This is Jessie Greengrass’ debut book which won this year’s Edge Hill Short Story Prize. This is the only UK award that recognizes excellence in a published short story collection. There is something beautifully mesmerising about this author’s distinctive voice which is at once highly intelligent and deeply emotional. The characters in these twelve stories often find themselves at odds with the life they’ve ended up with producing feelings of estrangement and loneliness. The breadth of imagination used in creating these oftentimes surprising tales makes them utterly mesmerizing. They span great swaths of time and place from a sailor who hunts a group of birds on a remote rock to extinction to a dystopian future where the narrator is sequestered in an underground bunker to a smelly misogynist in the 1500s who witnesses a peculiar plague. Yet, there are also stories set in very recognizable and relatable situations such as a narrator stuck working in an impersonal call centre, a girl caught in the middle of her parents’ bitter separation and a lovesick student unable to focus on her thesis. The unashamedly long-titled “An Account of the Decline of the Great Auk, According to One Who Saw It” is a daring and diverse collection that makes a big impact!
Many characters in these stories desire impossible forms of escape from their present circumstances. For some this is filtered through a (very relatable) form of escapism by exploring alternate lives found online. In ‘All the Other Jobs’ the narrator wishes to take on enticing employment that will take her out of her present location or work that will engage her creatively such as becoming a lookout for polar bears in the arctic, a lighthouse keeper or an armourer for the Royal Opera House. Ironically the infinite possibilities she finds online induce stasis rather than any move towards making an actual change in her life. The same is true in 'Some Kind of Safety' where the narrator is trapped underground with a limited food supply but instead of usefully plotting a way out of this circumstance dreams instead of being able to go back online and look at cat videos.

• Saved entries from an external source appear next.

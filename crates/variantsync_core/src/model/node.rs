//! Content node domain model.
//!
//! # Responsibility
//! - Define the per-variant record of one logical content node.
//! - Provide path helpers and tombstone accessors.
//!
//! # Invariants
//! - `aggregate_id` is identical for every variant copy of the same logical node.
//! - `scope` binds the record to exactly one workspace and variant.
//! - `path` is absolute; every segment matches `[a-z0-9][a-z0-9-]*`.
//! - `is_removed` is the source of truth for tombstone state.

use crate::model::variant::VariantId;
use once_cell::sync::Lazy;
use regex::Regex;
use serde::{Deserialize, Serialize};
use serde_json::Value;
use std::collections::BTreeMap;
use std::error::Error;
use std::fmt::{Display, Formatter};
use uuid::Uuid;

static NODE_PATH_RE: Lazy<Regex> = Lazy::new(|| {
    Regex::new(r"^(/|(/[a-z0-9][a-z0-9-]*)+)$").expect("valid node path regex")
});
static NODE_NAME_RE: Lazy<Regex> =
    Lazy::new(|| Regex::new(r"^[a-z0-9][a-z0-9-]*$").expect("valid node name regex"));

/// Stable cross-variant node identity.
pub type NodeAggregateId = Uuid;

/// Property bag of one node. Values are free-form JSON.
pub type NodeProperties = BTreeMap<String, Value>;

/// Root path of every content tree.
pub const ROOT_PATH: &str = "/";

/// The (workspace, variant) pair a node record belongs to.
#[derive(Debug, Clone, PartialEq, Eq, PartialOrd, Ord, Hash, Serialize, Deserialize)]
pub struct NodeScope {
    pub workspace: String,
    pub variant: VariantId,
}

impl NodeScope {
    pub fn new(workspace: impl Into<String>, variant: impl Into<VariantId>) -> Self {
        Self {
            workspace: workspace.into(),
            variant: variant.into(),
        }
    }

    /// Returns the same workspace bound to another variant.
    pub fn with_variant(&self, variant: VariantId) -> Self {
        Self {
            workspace: self.workspace.clone(),
            variant,
        }
    }
}

impl Display for NodeScope {
    fn fmt(&self, f: &mut Formatter<'_>) -> std::fmt::Result {
        write!(f, "{}@{}", self.workspace, self.variant)
    }
}

/// Node validation errors raised before persistence.
#[derive(Debug, Clone, PartialEq, Eq)]
pub enum NodeValidationError {
    EmptyWorkspace,
    EmptyVariant,
    EmptyNodeType,
    InvalidPath(String),
    InvalidName(String),
    /// Only the root path may be parentless.
    MissingParent(String),
}

impl Display for NodeValidationError {
    fn fmt(&self, f: &mut Formatter<'_>) -> std::fmt::Result {
        match self {
            Self::EmptyWorkspace => write!(f, "node workspace must not be empty"),
            Self::EmptyVariant => write!(f, "node variant must not be empty"),
            Self::EmptyNodeType => write!(f, "node type must not be empty"),
            Self::InvalidPath(path) => write!(f, "invalid node path `{path}`"),
            Self::InvalidName(name) => write!(f, "invalid node name `{name}`"),
            Self::MissingParent(path) => write!(f, "node at `{path}` must have a parent"),
        }
    }
}

impl Error for NodeValidationError {}

/// One variant-bound record of a content node.
///
/// Records of different variants never share storage; cross-variant updates
/// go through adoption and translation, which copy values.
#[derive(Debug, Clone, PartialEq, Serialize, Deserialize)]
pub struct Node {
    /// Stable identity shared by all variant copies.
    pub aggregate_id: NodeAggregateId,
    /// Binding to one workspace and variant.
    pub scope: NodeScope,
    /// Parent identity. `None` only for the tree root.
    pub parent_id: Option<NodeAggregateId>,
    /// Absolute path, aligned across variants.
    pub path: String,
    /// Node type name resolved through the type configuration.
    pub node_type: String,
    /// Translatable and non-translatable fields.
    pub properties: NodeProperties,
    /// Stable child order key within one parent.
    pub sort_order: i64,
    /// Tombstone flag.
    pub is_removed: bool,
    /// Repository write counter; bumped on every persisted change.
    pub revision: i64,
    /// Epoch ms creation timestamp.
    pub created_at: i64,
    /// Epoch ms update timestamp.
    pub updated_at: i64,
}

impl Node {
    /// Creates a parentless node with a generated identity.
    pub fn root(scope: NodeScope, node_type: impl Into<String>) -> Self {
        Self::with_id(Uuid::new_v4(), scope, None, ROOT_PATH, node_type)
    }

    /// Creates a child node of `parent` in the parent's scope.
    ///
    /// `sort_order` starts at 0; callers place siblings explicitly.
    pub fn child(parent: &Node, name: &str, node_type: impl Into<String>) -> Self {
        Self::with_id(
            Uuid::new_v4(),
            parent.scope.clone(),
            Some(parent.aggregate_id),
            join_path(&parent.path, name),
            node_type,
        )
    }

    /// Creates a node with a caller-provided identity.
    ///
    /// Used when the identity already exists in another variant.
    pub fn with_id(
        aggregate_id: NodeAggregateId,
        scope: NodeScope,
        parent_id: Option<NodeAggregateId>,
        path: impl Into<String>,
        node_type: impl Into<String>,
    ) -> Self {
        Self {
            aggregate_id,
            scope,
            parent_id,
            path: path.into(),
            node_type: node_type.into(),
            properties: NodeProperties::new(),
            sort_order: 0,
            is_removed: false,
            revision: 0,
            created_at: 0,
            updated_at: 0,
        }
    }

    /// Sets one property, builder style.
    pub fn with_property(mut self, name: impl Into<String>, value: impl Into<Value>) -> Self {
        self.properties.insert(name.into(), value.into());
        self
    }

    /// Returns a string property value, if present and textual.
    pub fn text_property(&self, name: &str) -> Option<&str> {
        self.properties.get(name).and_then(Value::as_str)
    }

    pub fn variant(&self) -> &VariantId {
        &self.scope.variant
    }

    pub fn is_removed(&self) -> bool {
        self.is_removed
    }

    pub fn set_removed(&mut self, removed: bool) {
        self.is_removed = removed;
    }

    /// Last path segment; empty for the root.
    pub fn name(&self) -> &str {
        self.path.rsplit('/').next().unwrap_or_default()
    }

    /// Validates record-level invariants.
    pub fn validate(&self) -> Result<(), NodeValidationError> {
        if self.scope.workspace.trim().is_empty() {
            return Err(NodeValidationError::EmptyWorkspace);
        }
        if self.scope.variant.as_str().trim().is_empty() {
            return Err(NodeValidationError::EmptyVariant);
        }
        if self.node_type.trim().is_empty() {
            return Err(NodeValidationError::EmptyNodeType);
        }
        if !is_valid_path(&self.path) {
            return Err(NodeValidationError::InvalidPath(self.path.clone()));
        }
        if self.parent_id.is_none() && self.path != ROOT_PATH {
            return Err(NodeValidationError::MissingParent(self.path.clone()));
        }
        Ok(())
    }
}

/// Returns whether `path` is a well-formed absolute node path.
pub fn is_valid_path(path: &str) -> bool {
    NODE_PATH_RE.is_match(path)
}

/// Validates a single node name segment.
pub fn validate_name(name: &str) -> Result<(), NodeValidationError> {
    if NODE_NAME_RE.is_match(name) {
        Ok(())
    } else {
        Err(NodeValidationError::InvalidName(name.to_string()))
    }
}

/// Joins a parent path and a child name.
pub fn join_path(parent: &str, name: &str) -> String {
    if parent == ROOT_PATH {
        format!("/{name}")
    } else {
        format!("{parent}/{name}")
    }
}

/// Path of the parent of `path`; the root is its own parent.
pub fn parent_path(path: &str) -> &str {
    match path.rfind('/') {
        Some(0) | None => ROOT_PATH,
        Some(index) => &path[..index],
    }
}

The wish for escape is most emotionally realized in the story ‘On Time Travel’ where the young narrator whose father has died dreams of entering another version of reality by finding a time slip. This isn’t simply grief but also suffused with a kind of guilt because they hadn’t been a happy family so that “it seemed so awful that something so obviously terrible might in some ways come as a relief.” Thus the narrator and her mother find it painfully difficult to move on. The story ‘Scropton, Sudbury, Marchington, Uttoxeter’ is also laden with guilt about a failed relationship between a child and her parents. Making a life for herself far from her parents’ green grocer business, the narrator of this story returns many years later to the site of their business after her parents have died and the grocer stall has long been closed down. Here she lingers like the spectre narrator in Jean Rhys’ story ‘I Used to Live Here Once’ caught in an emotional stasis anchored in the past. She notes “it is strange how memory retains the structure of things and the details but so little in between.”
A character who does find freedom from his difficult life is the sailor in 'The Lonesome Trials of Knut the Whaler'. Shipwrecked and alone, Knut buries the body of the ship’s former captain at sea taking pride in the fact that he is now captain of the ship. The only trouble is that the ship is wrecked, the crew is gone and there is only a slim chance that he will survive living in or being rescued from this remote location. It seems that escape comes with a heavy price.
In the story ‘The Comfort of the Dead’ Greengrass posits that the intense desire to escape will mellow with time. As his life progresses and his wife leaves him, protagonist David finds that “In age, the fussy confines of his life began to seem appropriate: he no longer struggled between what he was and what he felt he ought to be.” Rather than change his circumstances, David remains in place with the ghosts of people he once knew increasingly visiting his bedside. Instead of pestering him to change like Ebenezer Scrooge’s ghosts they are an entirely benign presence who he finds comforting. However, this also feels tragic as all he has in his life are spectres rather than real people such as his wife with whom he found “the more he looked the more impossible it seemed that she should be his wife at all.” David would prefer the version of his wife that he imagines over the real woman and consequently ends up entirely alone.
The same is true of the narrator of ‘Three Thousand, Nine Hundred and Forty-Five Miles’ whose male lover leaves her because he’s uncertain about their relationship. Greengrass has a startlingly beautiful way of describing her feeling of loneliness and her desire for a physical/emotional connection with strangers she sees around her. She imagines how the man she loves finds a new partner and has a fulfilling new life. Yet, when he eventually returns, he can’t live up to the fantastically successful version of him that she’s created in her mind and no longer desires the real man before her. Such ironic twists and explorations about the tension between reality and the imagination are a great strength of Greengrass’ writing.
I felt deeply involved reading the skilfully written stories in “An Account of the Decline of the Great Auk, According to One Who Saw It” – not least of all by the solemn, meditative feeling that the stark and chilling title story left me with. These stories meaningfully explore the modern individual’s crisis of alienation and belonging through a creatively wide range of characters, locations and situations. It’ll be fascinating to see what Jessie Greengrass writes next.